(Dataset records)

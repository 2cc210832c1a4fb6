//! Circular Clustering
//!
//! Groups landmarks whose heading-relative angles are close enough to be
//! drawn on top of each other.
//!
//! # Algorithm
//!
//! [`ClusterStrategy::GreedyFirstFit`] is a single greedy pass:
//!
//! 1. Sort the angles ascending.
//! 2. For each angle, scan the clusters in creation order and join the
//!    *first* one whose current center is within `spacing` degrees
//!    (inclusive). The joined cluster's center is immediately recomputed as
//!    the circular mean of all its members.
//! 3. If no cluster matches, start a new one centered on the angle.
//!
//! The result depends on processing order and is not globally optimal.
//! Because centers move as members join, a member may end up further than
//! `spacing` from the final center of its cluster.

use serde::{Deserialize, Serialize};

use crate::geo::{angular_distance, circular_mean, normalize_angle_diff};
use crate::landmark::RelativeAngle;

/// Slack on the join threshold so that members exactly `spacing` apart
/// are not split by floating point noise.
pub const SPACING_EPSILON_DEG: f64 = 1e-9;

/// How relative angles are grouped into clusters
#[derive(Debug, Clone, Copy, PartialEq, Eq, Default, Serialize, Deserialize)]
#[serde(rename_all = "camelCase")]
pub enum ClusterStrategy {
    /// Sorted single pass, first matching cluster wins, live recentering
    #[default]
    GreedyFirstFit,
}

/// A group of landmarks that share roughly the same direction
#[derive(Debug, Clone, PartialEq, Serialize)]
pub struct Cluster {
    /// Circular mean of the members in degrees `(-180, 180]`
    pub center: f64,
    /// Members in insertion order
    pub members: Vec<RelativeAngle>,
}

impl Cluster {
    /// Start a cluster with a single member
    pub fn new(first: RelativeAngle) -> Self {
        Cluster {
            center: normalize_angle_diff(first.angle),
            members: vec![first],
        }
    }

    pub fn len(&self) -> usize {
        self.members.len()
    }

    pub fn is_empty(&self) -> bool {
        self.members.is_empty()
    }

    /// Whether `angle` is close enough to the current center to join
    pub fn accepts(&self, angle: f64, spacing: f64) -> bool {
        angular_distance(angle, self.center) <= spacing + SPACING_EPSILON_DEG
    }

    /// Add a member and recenter on the circular mean of all members
    pub fn push(&mut self, member: RelativeAngle) {
        self.members.push(member);
        if let Some(mean) = circular_mean(self.members.iter().map(|m| m.angle)) {
            self.center = normalize_angle_diff(mean);
        }
    }
}

/// Groups relative angles into [`Cluster`]s
#[derive(Debug, Clone)]
pub struct CircularClusterer {
    spacing: f64,
    strategy: ClusterStrategy,
}

impl CircularClusterer {
    /// Create a clusterer joining angles within `spacing` degrees
    pub fn new(spacing: f64) -> Self {
        CircularClusterer {
            spacing,
            strategy: ClusterStrategy::default(),
        }
    }

    pub fn with_strategy(mut self, strategy: ClusterStrategy) -> Self {
        self.strategy = strategy;
        self
    }

    pub fn spacing(&self) -> f64 {
        self.spacing
    }

    pub fn strategy(&self) -> ClusterStrategy {
        self.strategy
    }

    /// Cluster the given angles. Non-finite angles are dropped.
    ///
    /// Clusters are returned in creation order.
    pub fn cluster(&self, angles: &[RelativeAngle]) -> Vec<Cluster> {
        let mut sorted: Vec<RelativeAngle> = angles
            .iter()
            .filter(|a| a.angle.is_finite())
            .copied()
            .collect();
        // Stable sort keeps catalog order among equal angles
        sorted.sort_by(|a, b| a.angle.total_cmp(&b.angle));

        match self.strategy {
            ClusterStrategy::GreedyFirstFit => self.greedy_first_fit(sorted),
        }
    }

    fn greedy_first_fit(&self, sorted: Vec<RelativeAngle>) -> Vec<Cluster> {
        let mut clusters: Vec<Cluster> = Vec::new();

        for item in sorted {
            match clusters
                .iter_mut()
                .find(|c| c.accepts(item.angle, self.spacing))
            {
                Some(cluster) => cluster.push(item),
                None => clusters.push(Cluster::new(item)),
            }
        }

        clusters
    }
}

#[cfg(test)]
mod tests {
    use super::*;
    use crate::landmark::LandmarkId;

    fn angles(values: &[f64]) -> Vec<RelativeAngle> {
        values
            .iter()
            .enumerate()
            .map(|(i, a)| RelativeAngle::new(LandmarkId(i as u32), *a))
            .collect()
    }

    fn ids(cluster: &Cluster) -> Vec<u32> {
        cluster.members.iter().map(|m| m.landmark.0).collect()
    }

    #[test]
    fn test_close_angles_form_one_cluster() {
        let clusters = CircularClusterer::new(3.0).cluster(&angles(&[0.0, 1.0, 2.0]));
        assert_eq!(clusters.len(), 1);
        assert_eq!(ids(&clusters[0]), vec![0, 1, 2]);
        assert!((clusters[0].center - 1.0).abs() < 1e-9);
    }

    #[test]
    fn test_distant_angles_form_separate_clusters() {
        let clusters = CircularClusterer::new(3.0).cluster(&angles(&[0.0, 10.0]));
        assert_eq!(clusters.len(), 2);
        assert_eq!(clusters[0].len(), 1);
        assert_eq!(clusters[1].len(), 1);
        assert_eq!(clusters[0].center, 0.0);
        assert_eq!(clusters[1].center, 10.0);
    }

    #[test]
    fn test_new_cluster_centered_exactly_on_angle() {
        let clusters = CircularClusterer::new(3.0).cluster(&angles(&[-45.7, 0.1, 20.1]));
        let centers: Vec<f64> = clusters.iter().map(|c| c.center).collect();
        assert_eq!(centers, vec![-45.7, 0.1, 20.1]);
    }

    #[test]
    fn test_input_is_sorted_before_clustering() {
        let clusters = CircularClusterer::new(3.0).cluster(&angles(&[2.0, 40.0, 0.0, 1.0]));
        assert_eq!(clusters.len(), 2);
        // Sorted order: id2 (0), id3 (1), id0 (2), then id1 (40)
        assert_eq!(ids(&clusters[0]), vec![2, 3, 0]);
        assert_eq!(ids(&clusters[1]), vec![1]);
    }

    #[test]
    fn test_threshold_is_inclusive() {
        let clusters = CircularClusterer::new(3.0).cluster(&angles(&[0.0, 3.0]));
        assert_eq!(clusters.len(), 1);

        let clusters = CircularClusterer::new(3.0).cluster(&angles(&[0.0, 3.01]));
        assert_eq!(clusters.len(), 2);
    }

    #[test]
    fn test_live_recentering_pulls_members_in() {
        // 0 and 3 join (center moves to 1.5), so 4.5 is now within reach
        let clusters = CircularClusterer::new(3.0).cluster(&angles(&[0.0, 3.0, 4.5]));
        assert_eq!(clusters.len(), 1);
        assert!((clusters[0].center - 2.5).abs() < 1e-3);
        // The founding member has drifted away from the final center
        assert!(angular_distance(clusters[0].members[0].angle, clusters[0].center) > 2.0);
    }

    #[test]
    fn test_greedy_pass_is_order_dependent() {
        // Sorted order is -3, 0, 3: 0 joins the -3 cluster and pulls its
        // center to -1.5, which leaves 3 out of reach.
        let clusters = CircularClusterer::new(3.0).cluster(&angles(&[-3.0, 3.0, 0.0]));
        assert_eq!(clusters.len(), 2);
        assert_eq!(ids(&clusters[0]), vec![0, 2]);
        assert_eq!(ids(&clusters[1]), vec![1]);
    }

    #[test]
    fn test_clusters_across_wraparound() {
        // 179 and -179 are 2 degrees apart across the back
        let clusters = CircularClusterer::new(3.0).cluster(&angles(&[179.0, -179.0]));
        assert_eq!(clusters.len(), 1);
        assert!(angular_distance(clusters[0].center, 180.0) < 1e-9);
    }

    #[test]
    fn test_non_finite_angles_dropped() {
        let clusters = CircularClusterer::new(3.0).cluster(&angles(&[f64::NAN, 5.0]));
        assert_eq!(clusters.len(), 1);
        assert_eq!(ids(&clusters[0]), vec![1]);
    }

    #[test]
    fn test_empty_input() {
        assert!(CircularClusterer::new(3.0).cluster(&[]).is_empty());
    }
}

**ACTIVITY:** Copy the data above. Keep each line exact.

**PROBLEM SOLUTION:**
repository 2cc210832c1a4fb6
//! Circular Clustering
//!
//! Groups landmarks whose heading-relative angles are close enough to be
//! drawn on top of each other.
//!
//! # Algorithm
//!
//! [`ClusterStrategy::GreedyFirstFit`] is a single greedy pass:
//!
//! 1. Sort the angles ascending.
//! 2. For each angle, scan the clusters in creation order and join the
//!    *first* one whose current center is within `spacing` degrees
//!    (inclusive). The joined cluster's center is immediately recomputed as
//!    the circular mean of all its members.
//! 3. If no cluster matches, start a new one centered on the angle.
//!
//! The result depends on processing order and is not globally optimal.
//! Because centers move as members join, a member may end up further than
//! `spacing` from the final center of its cluster.

use serde::{Deserialize, Serialize};

use crate::geo::{angular_distance, circular_mean, normalize_angle_diff};
use crate::landmark::RelativeAngle;

/// Slack on the join threshold so that members exactly `spacing` apart
/// are not split by floating point noise.
pub const SPACING_EPSILON_DEG: f64 = 1e-9;

/// How relative angles are grouped into clusters
#[derive(Debug, Clone, Copy, PartialEq, Eq, Default, Serialize, Deserialize)]
#[serde(rename_all = "camelCase")]
pub enum ClusterStrategy {
    /// Sorted single pass, first matching cluster wins, live recentering
    #[default]
    GreedyFirstFit,
}

/// A group of landmarks that share roughly the same direction
#[derive(Debug, Clone, PartialEq, Serialize)]
pub struct Cluster {
    /// Circular mean of the members in degrees `(-180, 180]`
    pub center: f64,
    /// Members in insertion order
    pub members: Vec<RelativeAngle>,
}

impl Cluster {
    /// Start a cluster with a single member
    pub fn new(first: RelativeAngle) -> Self {
        Cluster {
            center: normalize_angle_diff(first.angle),
            members: vec![first],
        }
    }

    pub fn len(&self) -> usize {
        self.members.len()
    }

    pub fn is_empty(&self) -> bool {
        self.members.is_empty()
    }

    /// Whether `angle` is close enough to the current center to join
    pub fn accepts(&self, angle: f64, spacing: f64) -> bool {
        angular_distance(angle, self.center) <= spacing + SPACING_EPSILON_DEG
    }

    /// Add a member and recenter on the circular mean of all members
    pub fn push(&mut self, member: RelativeAngle) {
        self.members.push(member);
        if let Some(mean) = circular_mean(self.members.iter().map(|m| m.angle)) {
            self.center = normalize_angle_diff(mean);
        }
    }
}

/// Groups relative angles into [`Cluster`]s
#[derive(Debug, Clone)]
pub struct CircularClusterer {
    spacing: f64,
    strategy: ClusterStrategy,
}

impl CircularClusterer {
    /// Create a clusterer joining angles within `spacing` degrees
    pub fn new(spacing: f64) -> Self {
        CircularClusterer {
            spacing,
            strategy: ClusterStrategy::default(),
        }
    }

    pub fn with_strategy(mut self, strategy: ClusterStrategy) -> Self {
        self.strategy = strategy;
        self
    }

    pub fn spacing(&self) -> f64 {
        self.spacing
    }

    pub fn strategy(&self) -> ClusterStrategy {
        self.strategy
    }

    /// Cluster the given angles. Non-finite angles are dropped.
    ///
    /// Clusters are returned in creation order.
    pub fn cluster(&self, angles: &[RelativeAngle]) -> Vec<Cluster> {
        let mut sorted: Vec<RelativeAngle> = angles
            .iter()
            .filter(|a| a.angle.is_finite())
            .copied()
            .collect();
        // Stable sort keeps catalog order among equal angles
        sorted.sort_by(|a, b| a.angle.total_cmp(&b.angle));

        match self.strategy {
            ClusterStrategy::GreedyFirstFit => self.greedy_first_fit(sorted),
        }
    }

    fn greedy_first_fit(&self, sorted: Vec<RelativeAngle>) -> Vec<Cluster> {
        let mut clusters: Vec<Cluster> = Vec::new();

        for item in sorted {
            match clusters
                .iter_mut()
                .find(|c| c.accepts(item.angle, self.spacing))
            {
                Some(cluster) => cluster.push(item),
                None => clusters.push(Cluster::new(item)),
            }
        }

        clusters
    }
}

#[cfg(test)]
mod tests {
    use super::*;
    use crate::landmark::LandmarkId;

    fn angles(values: &[f64]) -> Vec<RelativeAngle> {
        values
            .iter()
            .enumerate()
            .map(|(i, a)| RelativeAngle::new(LandmarkId(i as u32), *a))
            .collect()
    }

    fn ids(cluster: &Cluster) -> Vec<u32> {
        cluster.members.iter().map(|m| m.landmark.0).collect()
    }

    #[test]
    fn test_close_angles_form_one_cluster() {
        let clusters = CircularClusterer::new(3.0).cluster(&angles(&[0.0, 1.0, 2.0]));
        assert_eq!(clusters.len(), 1);
        assert_eq!(ids(&clusters[0]), vec![0, 1, 2]);
        assert!((clusters[0].center - 1.0).abs() < 1e-9);
    }

    #[test]
    fn test_distant_angles_form_separate_clusters() {
        let clusters = CircularClusterer::new(3.0).cluster(&angles(&[0.0, 10.0]));
        assert_eq!(clusters.len(), 2);
        assert_eq!(clusters[0].len(), 1);
        assert_eq!(clusters[1].len(), 1);
        assert_eq!(clusters[0].center, 0.0);
        assert_eq!(clusters[1].center, 10.0);
    }

    #[test]
    fn test_new_cluster_centered_exactly_on_angle() {
        let clusters = CircularClusterer::new(3.0).cluster(&angles(&[-45.7, 0.1, 20.1]));
        let centers: Vec<f64> = clusters.iter().map(|c| c.center).collect();
        assert_eq!(centers, vec![-45.7, 0.1, 20.1]);
    }

    #[test]
    fn test_input_is_sorted_before_clustering() {
        let clusters = CircularClusterer::new(3.0).cluster(&angles(&[2.0, 40.0, 0.0, 1.0]));
        assert_eq!(clusters.len(), 2);
        // Sorted order: id2 (0), id3 (1), id0 (2), then id1 (40)
        assert_eq!(ids(&clusters[0]), vec![2, 3, 0]);
        assert_eq!(ids(&clusters[1]), vec![1]);
    }

    #[test]
    fn test_threshold_is_inclusive() {
        let clusters = CircularClusterer::new(3.0).cluster(&angles(&[0.0, 3.0]));
        assert_eq!(clusters.len(), 1);

        let clusters = CircularClusterer::new(3.0).cluster(&angles(&[0.0, 3.01]));
        assert_eq!(clusters.len(), 2);
    }

    #[test]
    fn test_live_recentering_pulls_members_in() {
        // 0 and 3 join (center moves to 1.5), so 4.5 is now within reach
        let clusters = CircularClusterer::new(3.0).cluster(&angles(&[0.0, 3.0, 4.5]));
        assert_eq!(clusters.len(), 1);
        assert!((clusters[0].center - 2.5).abs() < 1e-3);
        // The founding member has drifted away from the final center
        assert!(angular_distance(clusters[0].members[0].angle, clusters[0].center) > 2.0);
    }

    #[test]
    fn test_greedy_pass_is_order_dependent() {
        // Sorted order is -3, 0, 3: 0 joins the -3 cluster and pulls its
        // center to -1.5, which leaves 3 out of reach.
        let clusters = CircularClusterer::new(3.0).cluster(&angles(&[-3.0, 3.0, 0.0]));
        assert_eq!(clusters.len(), 2);
        assert_eq!(ids(&clusters[0]), vec![0, 2]);
        assert_eq!(ids(&clusters[1]), vec![1]);
    }

    #[test]
    fn test_clusters_across_wraparound() {
        // 179 and -179 are 2 degrees apart across the back
        let clusters = CircularClusterer::new(3.0).cluster(&angles(&[179.0, -179.0]));
        assert_eq!(clusters.len(), 1);
        assert!(angular_distance(clusters[0].center, 180.0) < 1e-9);
    }

    #[test]
    fn test_non_finite_angles_dropped() {
        let clusters = CircularClusterer::new(3.0).cluster(&angles(&[f64::NAN, 5.0]));
        assert_eq!(clusters.len(), 1);
        assert_eq!(ids(&clusters[0]), vec![1]);
    }

    #[test]
    fn test_empty_input() {
        assert!(CircularClusterer::new(3.0).cluster(&[]).is_empty());
    }
}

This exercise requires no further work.